Among our current projects, we study pathways leading to synthetic multicellular aggregates exhibiting fitness advantage under given environmental conditions, combining both genetic engineering and experimental evolution. Multicellularity is a crucial innovation that has taken place independently at least 25 times in the history of life on our planet. Uncovering the rules associated with this transition has been partially achieved through comparative biology, palaeobiology and genomic studies, but an alternative path is the use of synthetic approximations. We have shown, for example, that simple models involving multistability, differential adhesion and selective environments can lead to the emergence of proto-organisms with nested substructures and internal environments — the basic ingredients of organismality.
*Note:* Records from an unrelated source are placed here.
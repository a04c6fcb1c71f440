// SPDX-License-Identifier: BUSL-1.1
// Copyright (c) 2026 Alfred Jean LLC

//! Workflow toggles carried on an envelope
//!
//! Reminder and expiry are derived on read. Nothing here flips envelope
//! status; external reminder and purge processes consume the booleans.

use chrono::{DateTime, Duration, Utc};
use serde::{Deserialize, Serialize};

#[derive(Debug, Clone, Default, PartialEq, Eq, Serialize, Deserialize)]
pub struct EnvelopeSettings {
    /// Enforce routing order between recipient groups
    #[serde(default)]
    pub sequential_signing: bool,
    #[serde(default)]
    pub reminders: ReminderPolicy,
    #[serde(default)]
    pub expiration: ExpirationPolicy,
}

impl EnvelopeSettings {
    pub fn sequential() -> Self {
        Self {
            sequential_signing: true,
            ..Self::default()
        }
    }
}

#[derive(Debug, Clone, Default, PartialEq, Eq, Serialize, Deserialize)]
pub struct ReminderPolicy {
    pub enabled: bool,
    /// Days after sending before the first reminder
    pub delay_days: u32,
    /// Days between subsequent reminders
    pub frequency_days: u32,
}

impl ReminderPolicy {
    /// Next reminder strictly after `now`, counted from the send time
    pub fn next_reminder_at(
        &self,
        sent_at: DateTime<Utc>,
        now: DateTime<Utc>,
    ) -> Option<DateTime<Utc>> {
        if !self.enabled {
            return None;
        }
        let first = sent_at + Duration::days(i64::from(self.delay_days));
        if first > now {
            return Some(first);
        }
        if self.frequency_days == 0 {
            return None;
        }
        let step = Duration::days(i64::from(self.frequency_days));
        let elapsed = now - first;
        let periods = elapsed.num_seconds() / step.num_seconds() + 1;
        Some(first + step * periods as i32)
    }
}

#[derive(Debug, Clone, PartialEq, Eq, Serialize, Deserialize)]
pub struct ExpirationPolicy {
    pub enabled: bool,
    /// Days after sending at which the envelope expires
    pub expire_after_days: u32,
    /// Days before expiry at which a warning is due
    pub expire_warn_days: u32,
}

impl Default for ExpirationPolicy {
    fn default() -> Self {
        Self {
            enabled: false,
            expire_after_days: 120,
            expire_warn_days: 0,
        }
    }
}

impl ExpirationPolicy {
    pub fn expires_at(&self, sent_at: DateTime<Utc>) -> Option<DateTime<Utc>> {
        self.enabled
            .then(|| sent_at + Duration::days(i64::from(self.expire_after_days)))
    }

    pub fn is_expired(&self, sent_at: DateTime<Utc>, now: DateTime<Utc>) -> bool {
        self.expires_at(sent_at).is_some_and(|at| now > at)
    }

    pub fn in_warning_window(&self, sent_at: DateTime<Utc>, now: DateTime<Utc>) -> bool {
        if self.expire_warn_days == 0 {
            return false;
        }
        match self.expires_at(sent_at) {
            Some(at) => {
                now >= at - Duration::days(i64::from(self.expire_warn_days)) && now <= at
            }
            None => false,
        }
    }
}
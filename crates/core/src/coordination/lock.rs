// SPDX-License-Identifier: BUSL-1.1
// Copyright (c) 2026 Alfred Jean LLC

//! Envelope lock: an exclusive, time-bounded lease over structural edits
//!
//! Expired locks are inert. Nothing sweeps them; every reader compares the
//! expiry against the clock through [`lease_is_live`] and the next acquire
//! reclaims the row.

use crate::clock::{add_std, Clock};
use crate::error::WorkflowError;
use crate::event::EventKind;
use crate::id::{EnvelopeId, LockToken, UserId};
use chrono::{DateTime, Utc};
use serde::{Deserialize, Serialize};
use std::time::Duration;

/// Holder identity attached to a lock
pub type HolderId = UserId;

/// The single expiry comparison used by every lock call site
pub fn lease_is_live(expires_at: DateTime<Utc>, now: DateTime<Utc>) -> bool {
    now < expires_at
}

/// Why the lock is held
#[derive(Clone, Copy, Debug, Default, PartialEq, Eq, Serialize, Deserialize)]
#[serde(rename_all = "snake_case")]
pub enum LockKind {
    #[default]
    Edit,
    Send,
    Admin,
}

/// A persisted lock row
#[derive(Clone, Debug, PartialEq, Eq, Serialize, Deserialize)]
pub struct EnvelopeLock {
    pub envelope_id: EnvelopeId,
    pub holder: HolderId,
    pub token: LockToken,
    pub kind: LockKind,
    pub acquired_at: DateTime<Utc>,
    pub expires_at: DateTime<Utc>,
}

impl EnvelopeLock {
    pub fn is_live(&self, now: DateTime<Utc>) -> bool {
        lease_is_live(self.expires_at, now)
    }

    pub fn is_held_by(&self, holder: &HolderId) -> bool {
        &self.holder == holder
    }

    /// Seconds left on the lease, zero once expired
    pub fn remaining_secs(&self, now: DateTime<Utc>) -> i64 {
        (self.expires_at - now).num_seconds().max(0)
    }
}

/// Requests against an envelope's lock
#[derive(Clone, Debug)]
pub enum LockInput {
    Acquire {
        holder: HolderId,
        kind: LockKind,
        ttl: Duration,
        /// Fresh token minted by the caller
        token: LockToken,
    },
    Release {
        token: LockToken,
    },
    Renew {
        token: LockToken,
        ttl: Duration,
    },
}

/// Result of a lock transition, to be written to the lock row
#[derive(Clone, Debug, PartialEq, Eq)]
pub enum LockChange {
    /// Write this lock row
    Granted { lock: EnvelopeLock, event: EventKind },
    /// Delete the lock row, if any
    Cleared { event: Option<EventKind> },
}

/// Pure lock transition for one envelope.
///
/// `current` is the persisted row, live or not. Acquisition never waits: a
/// live lock held by someone else fails fast with `AlreadyLocked`.
pub fn transition(
    envelope_id: &EnvelopeId,
    current: Option<&EnvelopeLock>,
    input: LockInput,
    clock: &impl Clock,
) -> Result<LockChange, WorkflowError> {
    let now = clock.now();
    let live = current.filter(|l| l.is_live(now));

    match input {
        LockInput::Acquire {
            holder,
            kind,
            ttl,
            token,
        } => {
            let event = match (live, current) {
                (Some(existing), _) if !existing.is_held_by(&holder) => {
                    return Err(WorkflowError::AlreadyLocked {
                        envelope_id: envelope_id.clone(),
                        holder: existing.holder.to_string(),
                    });
                }
                // Same holder: replace with a fresh token
                (Some(_), _) => EventKind::LockAcquired {
                    holder: holder.to_string(),
                },
                (None, Some(stale)) => EventKind::LockReclaimed {
                    previous_holder: stale.holder.to_string(),
                    new_holder: holder.to_string(),
                },
                (None, None) => EventKind::LockAcquired {
                    holder: holder.to_string(),
                },
            };
            Ok(LockChange::Granted {
                lock: EnvelopeLock {
                    envelope_id: envelope_id.clone(),
                    holder,
                    token,
                    kind,
                    acquired_at: now,
                    expires_at: add_std(now, ttl),
                },
                event,
            })
        }

        LockInput::Release { token } => match live {
            Some(existing) if existing.token == token => Ok(LockChange::Cleared {
                event: Some(EventKind::LockReleased {
                    holder: existing.holder.to_string(),
                }),
            }),
            Some(_) => Err(WorkflowError::TokenMismatch {
                envelope_id: envelope_id.clone(),
            }),
            // Absent or expired: nothing to release
            None => Ok(LockChange::Cleared { event: None }),
        },

        LockInput::Renew { token, ttl } => match live {
            Some(existing) if existing.token == token => {
                let mut lock = existing.clone();
                lock.expires_at = add_std(now, ttl);
                Ok(LockChange::Granted {
                    event: EventKind::LockRenewed {
                        holder: lock.holder.to_string(),
                    },
                    lock,
                })
            }
            _ => Err(WorkflowError::LockExpired {
                envelope_id: envelope_id.clone(),
            }),
        },
    }
}

/// Check that `token` proves ownership of a live lock
pub fn verify(
    envelope_id: &EnvelopeId,
    current: Option<&EnvelopeLock>,
    token: &LockToken,
    now: DateTime<Utc>,
) -> Result<(), WorkflowError> {
    match current.filter(|l| l.is_live(now)) {
        Some(lock) if &lock.token == token => Ok(()),
        Some(_) => Err(WorkflowError::TokenMismatch {
            envelope_id: envelope_id.clone(),
        }),
        None => Err(WorkflowError::LockExpired {
            envelope_id: envelope_id.clone(),
        }),
    }
}

#[cfg(test)]
#[path = "lock_tests.rs"]
mod tests;
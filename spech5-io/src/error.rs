//! I/O error types.

use thiserror::Error;

/// Result type for I/O operations.
pub type Result<T> = std::result::Result<T, Error>;

/// I/O error types.
#[derive(Error, Debug)]
pub enum Error {
    /// File I/O error.
    #[error("I/O error: {0}")]
    Io(#[from] std::io::Error),

    /// SpecFile parsing error.
    #[error("parse error: {0}")]
    ParseError(#[from] spech5_specfile::Error),

    /// Core library error.
    #[error("core error: {0}")]
    CoreError(#[from] spech5_core::Error),
}
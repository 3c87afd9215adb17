//! Dataset synthesis.
//!
//! Nothing is cached: each call re-reads the backing store.

use crate::root::SpecH5;
use spech5_core::grammar::{classify, PathKind, PathMatch};
use spech5_core::mca::demultiplex;
use spech5_core::names::{column_label, mca_index, motor_name};
use spech5_core::{spec_date_to_iso8601, Dataset, Error, RawData, Result, ScanRecord};

/// Builds the dataset at a classified dataset or link-to-dataset path.
///
/// Links read their target and keep their own name.
pub(crate) fn materialize(file: &SpecH5, found: &PathMatch<'_>) -> Result<Dataset> {
    match found.link_target() {
        Some(target) => {
            let target = classify(&target)?;
            let raw = raw_value(file, &target)?;
            Dataset::link(found.path, raw)
        }
        None => Dataset::new(found.path, raw_value(file, found)?),
    }
}

fn raw_value(file: &SpecH5, found: &PathMatch<'_>) -> Result<RawData> {
    let path = found.path;
    let scan_key = found
        .scan_key
        .ok_or_else(|| Error::UnknownDatasetPath(path.to_string()))?;
    let scan = file.scan_record(scan_key)?;

    match found.kind {
        PathKind::Title => header(scan, "S").map(RawData::from),
        PathKind::StartTime => {
            let date = match scan.scan_header("D") {
                Some(date) => date,
                None => {
                    log::warn!("scan {scan_key}: no #D line in scan header, trying file header");
                    scan.file_header("D").ok_or_else(|| Error::MissingHeader {
                        key: "D".to_string(),
                        scan: scan_key.to_string(),
                    })?
                }
            };
            spec_date_to_iso8601(date, file.config().time_zone.as_deref()).map(RawData::from)
        }
        PathKind::Positioner => {
            let motor = motor_name(path).ok_or_else(|| not_found(path))?;
            // A motor recorded as a data column reads as that column.
            if scan.labels().iter().any(|label| label == motor) {
                scan.data_column_by_name(motor).ok_or_else(|| not_found(path))
            } else {
                scan.motor_position_by_name(motor)
                    .map(RawData::from)
                    .ok_or_else(|| not_found(path))
            }
        }
        PathKind::MeasurementColumn => {
            let label = column_label(path).ok_or_else(|| not_found(path))?;
            scan.data_column_by_name(label).ok_or_else(|| not_found(path))
        }
        PathKind::McaData => {
            let analyser = mca_index(path).ok_or_else(|| not_found(path))?;
            demultiplex(scan_key, scan.mca_spectra(), scan.data_lines(), analyser)
                .map(RawData::from)
        }
        PathKind::McaCalibration => scan.mca_calibration().map(RawData::from),
        PathKind::McaChannels => scan.mca_channels().map(RawData::from),
        PathKind::McaPresetTime | PathKind::McaLiveTime | PathKind::McaElapsedTime => {
            let timing = scan.mca_timing()?.ok_or_else(|| not_found(path))?;
            let value = match found.kind {
                PathKind::McaPresetTime => timing.preset_time,
                PathKind::McaLiveTime => timing.live_time,
                _ => timing.elapsed_time,
            };
            Ok(RawData::from(value))
        }
        _ => Err(Error::UnknownDatasetPath(path.to_string())),
    }
}

fn header<'s>(scan: &'s dyn ScanRecord, key: &str) -> Result<&'s str> {
    scan.scan_header(key).ok_or_else(|| Error::MissingHeader {
        key: key.to_string(),
        scan: scan.key().to_string(),
    })
}

fn not_found(path: &str) -> Error {
    Error::MemberNotFound(path.to_string())
}
//! Scan section discovery.
//!
//! Phase 1 of parsing: a sequential pass over the text that finds where
//! each scan starts and ends, numbers the scans and binds each of them to
//! the file header in force when it starts. Scan bodies are left for
//! [`crate::parser`].

use crate::{Error, Result};
use std::collections::{BTreeMap, HashMap};

/// A file-header block (`#F`, `#E`, `#D`, `#O<n>`, ...).
#[derive(Clone, Debug, Default, PartialEq)]
pub struct FileHeader {
    entries: Vec<(String, String)>,
    motor_lines: BTreeMap<u32, Vec<String>>,
    motor_names: Vec<String>,
}

impl FileHeader {
    /// Value of the first `#<key>` line of the block.
    pub fn get(&self, key: &str) -> Option<&str> {
        self.entries
            .iter()
            .find(|(k, _)| k == key)
            .map(|(_, v)| v.as_str())
    }

    /// Motor names of the `#O<n>` lines, in `n` order.
    pub fn motor_names(&self) -> &[String] {
        &self.motor_names
    }

    pub fn is_empty(&self) -> bool {
        self.entries.is_empty()
    }

    fn push(&mut self, key: &str, value: &str) {
        if let Some(n) = numbered(key, "O") {
            self.motor_lines.insert(n, split_labels(value));
        }
        self.entries.push((key.to_string(), value.to_string()));
    }

    fn finish(&mut self) {
        self.motor_names = self.motor_lines.values().flatten().cloned().collect();
    }
}

/// The text range of one scan.
#[derive(Clone, Debug, PartialEq, Eq)]
pub struct ScanSection {
    /// Byte offset of the `#S` line.
    pub start_offset: usize,
    /// Byte offset one past the last line of the scan.
    pub end_offset: usize,
    /// 1-based line number of the `#S` line.
    pub first_line: usize,
    /// Scan number from the `#S` line.
    pub number: u64,
    /// 1 + number of earlier scans with the same number.
    pub order: u32,
    /// Index of the file header the scan belongs to.
    pub header_index: usize,
}

impl ScanSection {
    /// Scan key, `"<number>.<order>"`.
    pub fn key(&self) -> String {
        format!("{}.{}", self.number, self.order)
    }

    /// Number of bytes in this section.
    pub fn byte_size(&self) -> usize {
        self.end_offset - self.start_offset
    }
}

/// Result of the discovery pass.
#[derive(Clone, Debug, Default)]
pub struct Layout {
    pub headers: Vec<FileHeader>,
    pub sections: Vec<ScanSection>,
}

/// Discovers scan sections and file headers.
///
/// A scan runs from its `#S` line to the next blank line, the next `#S`
/// line or the end of the text. Outside scans, `#F` opens a new file
/// header and other `#` lines extend the current one.
///
/// # Errors
/// Returns [`Error::InvalidScanLine`] if a `#S` line has no scan number.
pub fn discover_sections(text: &str) -> Result<Layout> {
    let mut headers = vec![FileHeader::default()];
    let mut sections = Vec::new();
    let mut current: Option<ScanSection> = None;
    let mut orders: HashMap<u64, u32> = HashMap::new();

    let mut offset = 0;
    for (index, raw) in text.split_inclusive('\n').enumerate() {
        let start = offset;
        offset += raw.len();
        let line = raw.trim_end_matches(['\n', '\r']);

        if let Some((key, value)) = split_header(line) {
            if key == "S" {
                close(&mut current, start, &mut sections);
                let number = scan_number(value).ok_or_else(|| Error::InvalidScanLine {
                    line: index + 1,
                    text: line.to_string(),
                })?;
                let order = orders.entry(number).or_insert(0);
                *order += 1;
                current = Some(ScanSection {
                    start_offset: start,
                    end_offset: start,
                    first_line: index + 1,
                    number,
                    order: *order,
                    header_index: headers.len() - 1,
                });
                continue;
            }
            if current.is_none() {
                if key == "F" && headers.last().is_some_and(|h| !h.is_empty()) {
                    headers.push(FileHeader::default());
                }
                if let Some(header) = headers.last_mut() {
                    header.push(key, value);
                }
            }
        } else if line.trim().is_empty() {
            close(&mut current, start, &mut sections);
        }
    }
    close(&mut current, offset, &mut sections);

    for header in &mut headers {
        header.finish();
    }
    Ok(Layout { headers, sections })
}

fn close(current: &mut Option<ScanSection>, end: usize, sections: &mut Vec<ScanSection>) {
    if let Some(mut section) = current.take() {
        section.end_offset = end;
        sections.push(section);
    }
}

fn scan_number(value: &str) -> Option<u64> {
    value.split_whitespace().next()?.parse().ok()
}

/// Splits a `#<KEY> <value>` line. `#@` lines are not header lines.
pub(crate) fn split_header(line: &str) -> Option<(&str, &str)> {
    let body = line.strip_prefix('#')?;
    if body.starts_with('@') {
        return None;
    }
    let key_end = body.find(char::is_whitespace).unwrap_or(body.len());
    let (key, value) = body.split_at(key_end);
    (!key.is_empty()).then(|| (key, value.trim()))
}

/// Returns `n` for keys like `O3` or `P12`.
pub(crate) fn numbered(key: &str, prefix: &str) -> Option<u32> {
    let digits = key.strip_prefix(prefix)?;
    if digits.is_empty() || !digits.bytes().all(|b| b.is_ascii_digit()) {
        return None;
    }
    digits.parse().ok()
}

/// Splits names separated by two or more spaces.
pub(crate) fn split_labels(value: &str) -> Vec<String> {
    value
        .split("  ")
        .map(str::trim)
        .filter(|s| !s.is_empty())
        .map(ToString::to_string)
        .collect()
}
At the origins-of-life end of the spectrum, we study protocell dynamics, the emergence of early replicators and cooperators, error thresholds and information loss, and the potential for "order for free" as the basis for the emergence of life. These problems are necessarily closer to physics and systems chemistry than any other transition, and we approach them using phase transitions and bifurcations as central organizing concepts. Symmetry breaking and percolation provide the mathematical framework for understanding key steps in the origins of life, from molecular chirality to the first self-replicating chemical networks.

We believe that studying these synthetic transitions not only helps us understand the underlying laws that predate the rise of major innovations, but also provides an arena where other issues — such as how difficult certain transitions are to occur, or whether entirely new transitions might exist — can be rigorously explored.